10 Women artists you should know at DelArt

Visit the galleries this Women’s History Month to view some of the many women artists in the DelArt collections. Follow our suggested tour of 10 favorites, below.

Step into the Pre-Raphaelite galleries. Around the corner in gallery 3, look for a painting by Alice Boyd alongside exquisite jewelry by Arts and Crafts-era designer Phoebe Anna Traquair. In fact, this whole case is devoted to women artists working against the odds in the Victorian era.

Cross the hall and imagine you’re jumping across the pond, into American art gallery 5. Here you’ll find Lila Cabot Perry’s self-portrait. Friend of Mary Cassatt and Claude Monet, Perry led a successful painting career and helped introduce Impressionism in America.

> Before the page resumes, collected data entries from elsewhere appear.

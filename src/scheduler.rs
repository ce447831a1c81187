// src/scheduler.rs
use anyhow::{Context, Result};
use chrono::{DateTime, Utc};
use chrono_tz::Tz;
use metrics::{counter, gauge};

use crate::cad::{self, types::PageFetcher, types::Payload};
use crate::config::AppConfig;
use crate::publish::Publisher;

/// One poll cycle: connect to the bus, scrape, publish the snapshot, disconnect.
///
/// A failed connect skips the cycle before anything is fetched. A failed
/// dispatch page fetch publishes nothing, so the retained snapshot from the
/// last good cycle stays in place.
pub async fn run_cycle(
    fetcher: &dyn PageFetcher,
    publisher: &dyn Publisher,
    cfg: &AppConfig,
    now: DateTime<Tz>,
) -> Result<Payload> {
    let mut session = match publisher.connect().await {
        Ok(session) => session,
        Err(e) => {
            counter!("cad_publish_errors_total").increment(1);
            return Err(e).context("connecting to broker");
        }
    };

    let payload = match cad::run_once(fetcher, cfg, now).await {
        Ok(payload) => payload,
        Err(e) => {
            if let Err(de) = session.disconnect().await {
                tracing::debug!("mqtt disconnect after failed scrape: {de:#}");
            }
            return Err(e).context("scraping dispatch page");
        }
    };

    let body = serde_json::to_vec(&payload).context("serializing snapshot")?;
    if tracing::enabled!(tracing::Level::DEBUG) {
        if let Ok(pretty) = serde_json::to_string_pretty(&payload) {
            tracing::debug!("snapshot:\n{pretty}");
        }
    }

    if let Err(e) = session.publish(&cfg.mqtt.topic, body).await {
        counter!("cad_publish_errors_total").increment(1);
        return Err(e).context("publishing snapshot");
    }
    gauge!("cad_last_publish_ts").set(Utc::now().timestamp() as f64);

    if let Err(e) = session.disconnect().await {
        tracing::warn!("mqtt disconnect: {e:#}");
    }

    tracing::info!(
        target: "cad",
        topic = %cfg.mqtt.topic,
        total = payload.total_incidents,
        filtered = payload.filtered_incidents,
        "published snapshot"
    );
    Ok(payload)
}

/// Scrape once and return the snapshot without touching the bus.
pub async fn dry_run(fetcher: &dyn PageFetcher, cfg: &AppConfig) -> Result<Payload> {
    cad::run_once(fetcher, cfg, cad::now_local()).await
}

/// Poll forever with a fixed sleep between cycles. Cycle errors are logged and
/// never stop the loop.
pub async fn run_forever(fetcher: &dyn PageFetcher, publisher: &dyn Publisher, cfg: &AppConfig) {
    tracing::info!(
        url = %cfg.webcad_url,
        topic = %cfg.mqtt.topic,
        interval_secs = cfg.poll_interval.as_secs(),
        filters = ?cfg.filters,
        "starting poll loop"
    );
    loop {
        if let Err(e) = run_cycle(fetcher, publisher, cfg, cad::now_local()).await {
            counter!("cad_cycles_failed_total").increment(1);
            tracing::warn!("poll cycle failed, retrying after delay: {e:#}");
        }
        tokio::time::sleep(cfg.poll_interval).await;
    }
}
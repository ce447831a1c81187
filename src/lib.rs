// src/lib.rs
// Public library surface for the binary and integration tests.

pub mod cad;
pub mod config;
pub mod publish;
pub mod scheduler;

// ---- Re-exports for stable public API ----
pub use crate::cad::types::{Category, Incident, PageFetcher, Payload};
pub use crate::config::AppConfig;
pub use crate::publish::{BusSession, Publisher};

Further on the main floor, Violet Oakley’s actual-sized designs for stained glass windows are highlights of the American Illustration gallery. Oakley’s work is surrounded by that of fellow female Golden Age illustrators.

Over in special exhibition gallery 9, explore the abstract paintings and sculpture of Anna Bogatin Ott, featured in the just-opened solo exhibition, Our Red Planet.

Take the stairs up to gallery 15, and pause in front of Isabel Bishop’s captivating painting, Dante and Virgil in Times Square. Next door, take in the modern art of Loïs Mailou Jones and Beulah Woodard, whose art was influenced by the art of Haiti and Africa.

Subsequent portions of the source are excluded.